> _How to complete this task_
The output should be limited to the line holding "self.current_ordinal += take" and the lines after it through the end of the entries, each restated exactly.

### Input records

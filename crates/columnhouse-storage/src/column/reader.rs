//! Column Reader and Iterator
//!
//! ## Open
//!
//! ```text
//! ColumnReader::create(meta, total_rows, file)
//!   ├─ every pointer within file extent      (else corruption)
//!   ├─ parse ordinal index, entries == data_page_pointers
//!   └─ load zone-map stream, num_pages == data page count
//! ```
//!
//! ## Scan
//!
//! A [`ColumnIterator`] keeps one decoded page. `seek_to_ordinal` binary-searches
//! the ordinal index and decodes the page holding the target row; `next_batch`
//! copies cells out of the cached page and decodes the next page when the
//! position crosses a page boundary.
//!
//! Iterators share the reader through `Arc` and never share their page cache, so
//! several can scan one column concurrently.

use std::sync::Arc;

use tracing::warn;

use columnhouse_core::{ColumnBlock, Datum, Error, Result};

use super::ColumnMeta;
use crate::config::ColumnReaderOptions;
use crate::file::ReadableFile;
use crate::ordinal_index::OrdinalIndexReader;
use crate::page::{decode_page, PageFormat, PagePointer};
use crate::zone_map::{ColumnZoneMap, ZoneMap};

/// Outcome of [`ColumnIterator::next_batch`]
#[derive(Debug, Clone, Copy, PartialEq, Eq)]
pub enum BatchStatus {
    /// This many cells were produced (never zero)
    Read(usize),
    /// The iterator is past the last row
    EndOfData,
}

pub struct ColumnReader {
    options: ColumnReaderOptions,
    meta: ColumnMeta,
    format: PageFormat,
    ordinal_index: OrdinalIndexReader,
    zone_map: Option<ColumnZoneMap>,
    file: Arc<dyn ReadableFile>,
}

impl std::fmt::Debug for ColumnReader {
    fn fmt(&self, f: &mut std::fmt::Formatter<'_>) -> std::fmt::Result {
        f.debug_struct("ColumnReader")
            .field("column_id", &self.meta.column_id)
            .field("num_rows", &self.meta.num_rows)
            .field("num_pages", &self.ordinal_index.num_pages())
            .finish()
    }
}

impl ColumnReader {
    pub fn create(
        options: ColumnReaderOptions,
        meta: ColumnMeta,
        total_rows: u64,
        file: Arc<dyn ReadableFile>,
    ) -> Result<Self> {
        let column_id = meta.column_id;
        if meta.num_rows != total_rows {
            return Err(Error::corruption(format!(
                "column {} holds {} rows, segment holds {}",
                column_id, meta.num_rows, total_rows
            )));
        }

        let file_size = file.size();
        let out_of_file = |what: &str, pointer: &PagePointer| {
            Error::corruption(format!(
                "column {} {} [{}, {}) outside {}-byte file",
                column_id,
                what,
                pointer.offset,
                pointer.end(),
                file_size
            ))
        };
        for pointer in &meta.data_page_pointers {
            if !pointer.within(file_size) {
                return Err(out_of_file("data page", pointer));
            }
        }
        let ordinal_pointer = meta.ordinal_index_pointer.ok_or_else(|| {
            Error::corruption(format!("column {} has no ordinal index", column_id))
        })?;
        if !ordinal_pointer.within(file_size) {
            return Err(out_of_file("ordinal index", &ordinal_pointer));
        }
        if let Some(pointer) = &meta.zone_map_pointer {
            if !pointer.within(file_size) {
                return Err(out_of_file("zone map", pointer));
            }
        }

        let data = file.read_at(ordinal_pointer.offset, ordinal_pointer.size as usize)?;
        let ordinal_index = OrdinalIndexReader::parse(&data, total_rows)?;
        let indexed_pages = ordinal_index.entries().iter().map(|entry| entry.pointer);
        if ordinal_index.num_pages() != meta.data_page_pointers.len()
            || !indexed_pages.eq(meta.data_page_pointers.iter().copied())
        {
            return Err(Error::corruption(format!(
                "column {} ordinal index disagrees with its data page pointers",
                column_id
            )));
        }

        let zone_map = match meta.zone_map_pointer {
            Some(pointer) => {
                let data = file.read_at(pointer.offset, pointer.size as usize)?;
                let mut zone_map = ColumnZoneMap::new(data, meta.field());
                zone_map.load()?;
                if zone_map.num_pages() != ordinal_index.num_pages() {
                    return Err(Error::corruption(format!(
                        "column {} has {} zone maps for {} pages",
                        column_id,
                        zone_map.num_pages(),
                        ordinal_index.num_pages()
                    )));
                }
                Some(zone_map)
            }
            None => None,
        };

        let format = PageFormat::new(meta.field(), meta.encoding, meta.compression)?;

        Ok(Self {
            options,
            meta,
            format,
            ordinal_index,
            zone_map,
            file,
        })
    }

    /// Iterator positioned before row 0
    pub fn new_iterator(self: &Arc<Self>) -> ColumnIterator {
        ColumnIterator {
            reader: Arc::clone(self),
            current_ordinal: 0,
            page: None,
        }
    }

    pub fn num_rows(&self) -> u64 {
        self.meta.num_rows
    }

    pub fn meta(&self) -> &ColumnMeta {
        &self.meta
    }

    pub fn num_pages(&self) -> usize {
        self.ordinal_index.num_pages()
    }

    pub fn ordinal_index(&self) -> &OrdinalIndexReader {
        &self.ordinal_index
    }

    /// Per-page zone maps, for key columns
    pub fn page_zone_maps(&self) -> Option<&[ZoneMap]> {
        self.zone_map.as_ref().map(ColumnZoneMap::page_zone_maps)
    }

    /// Read and decode page `page` into its cells
    pub fn read_page(&self, page: usize) -> Result<Vec<Option<Datum>>> {
        let (entry, (first, end)) = self
            .ordinal_index
            .entry(page)
            .zip(self.ordinal_index.page_row_range(page))
            .ok_or_else(|| {
                Error::InvalidArgument(format!(
                    "page {} out of range ({} pages)",
                    page,
                    self.num_pages()
                ))
            })?;

        let raw = self
            .file
            .read_at(entry.pointer.offset, entry.pointer.size as usize)?;
        decode_page(
            &self.format,
            &raw,
            (end - first) as usize,
            self.options.verify_checksums,
        )
        .inspect_err(|err| {
            if err.is_corruption() {
                warn!(
                    column_id = self.meta.column_id,
                    page,
                    offset = entry.pointer.offset,
                    error = %err,
                    "Corrupt data page"
                );
            }
        })
    }
}

/// Decoded page held by an iterator
struct CachedPage {
    index: usize,
    first_ordinal: u64,
    cells: Vec<Option<Datum>>,
}

impl CachedPage {
    fn end_ordinal(&self) -> u64 {
        self.first_ordinal + self.cells.len() as u64
    }

    fn contains(&self, ordinal: u64) -> bool {
        ordinal >= self.first_ordinal && ordinal < self.end_ordinal()
    }
}

pub struct ColumnIterator {
    reader: Arc<ColumnReader>,
    current_ordinal: u64,
    page: Option<CachedPage>,
}

impl ColumnIterator {
    pub fn reader(&self) -> &Arc<ColumnReader> {
        &self.reader
    }

    /// Ordinal of the next row `next_batch` produces
    pub fn current_ordinal(&self) -> u64 {
        self.current_ordinal
    }

    pub fn seek_to_first(&mut self) {
        self.current_ordinal = 0;
        self.page = None;
    }

    /// Position at row `ordinal`; `num_rows` positions at end-of-data
    pub fn seek_to_ordinal(&mut self, ordinal: u64) -> Result<()> {
        let num_rows = self.reader.num_rows();
        if ordinal > num_rows {
            return Err(Error::InvalidArgument(format!(
                "seek to ordinal {} past {} rows",
                ordinal, num_rows
            )));
        }
        self.current_ordinal = ordinal;
        if ordinal < num_rows {
            self.load_page_for(ordinal)?;
        }
        Ok(())
    }

    /// Copy up to `max_count` cells into `output` (cleared first)
    pub fn next_batch(&mut self, max_count: usize, output: &mut ColumnBlock) -> Result<BatchStatus> {
        output.clear();
        if max_count == 0 {
            return Err(Error::InvalidArgument("next_batch of zero rows".to_string()));
        }
        let num_rows = self.reader.num_rows();
        if self.current_ordinal >= num_rows {
            return Ok(BatchStatus::EndOfData);
        }

        while output.len() < max_count && self.current_ordinal < num_rows {
            self.load_page_for(self.current_ordinal)?;
            let Some(page) = &self.page else {
                break;
            };
            let start = (self.current_ordinal - page.first_ordinal) as usize;
            let take = (max_count - output.len()).min(page.cells.len() - start);
            output.extend_from_slice(&page.cells[start..start + take]);
            self.current_ordinal += take as u64;
        }

        if output.is_empty() {
            return Ok(BatchStatus::EndOfData);
        }
        Ok(BatchStatus::Read(output.len()))
    }

    fn load_page_for(&mut self, ordinal: u64) -> Result<()> {
        if self.page.as_ref().is_some_and(|page| page.contains(ordinal)) {
            return Ok(());
        }
        let index = self.reader.ordinal_index.find_page(ordinal);
        let first_ordinal = self
            .reader
            .ordinal_index
            .entry(index)
            .map_or(0, |entry| entry.first_ordinal);
        // Drop the stale page before decoding so a failure leaves no cache behind
        self.page = None;
        let cells = self.reader.read_page(index)?;
        self.page = Some(CachedPage {
            index,
            first_ordinal,
            cells,
        });
        Ok(())
    }

    /// Index of the cached page, if any
    pub fn cached_page(&self) -> Option<usize> {
        self.page.as_ref().map(|page| page.index)
    }
}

######

> _Answer to this task_
            self.current_ordinal += take as u64;
        }

        if output.is_empty() {
            return Ok(BatchStatus::EndOfData);
        }
        Ok(BatchStatus::Read(output.len()))
    }

    fn load_page_for(&mut self, ordinal: u64) -> Result<()> {
        if self.page.as_ref().is_some_and(|page| page.contains(ordinal)) {
            return Ok(());
        }
        let index = self.reader.ordinal_index.find_page(ordinal);
        let first_ordinal = self
            .reader
            .ordinal_index
            .entry(index)
            .map_or(0, |entry| entry.first_ordinal);
        // Drop the stale page before decoding so a failure leaves no cache behind
        self.page = None;
        let cells = self.reader.read_page(index)?;
        self.page = Some(CachedPage {
            index,
            first_ordinal,
            cells,
        });
        Ok(())
    }

    /// Index of the cached page, if any
    pub fn cached_page(&self) -> Option<usize> {
        self.page.as_ref().map(|page| page.index)
    }
}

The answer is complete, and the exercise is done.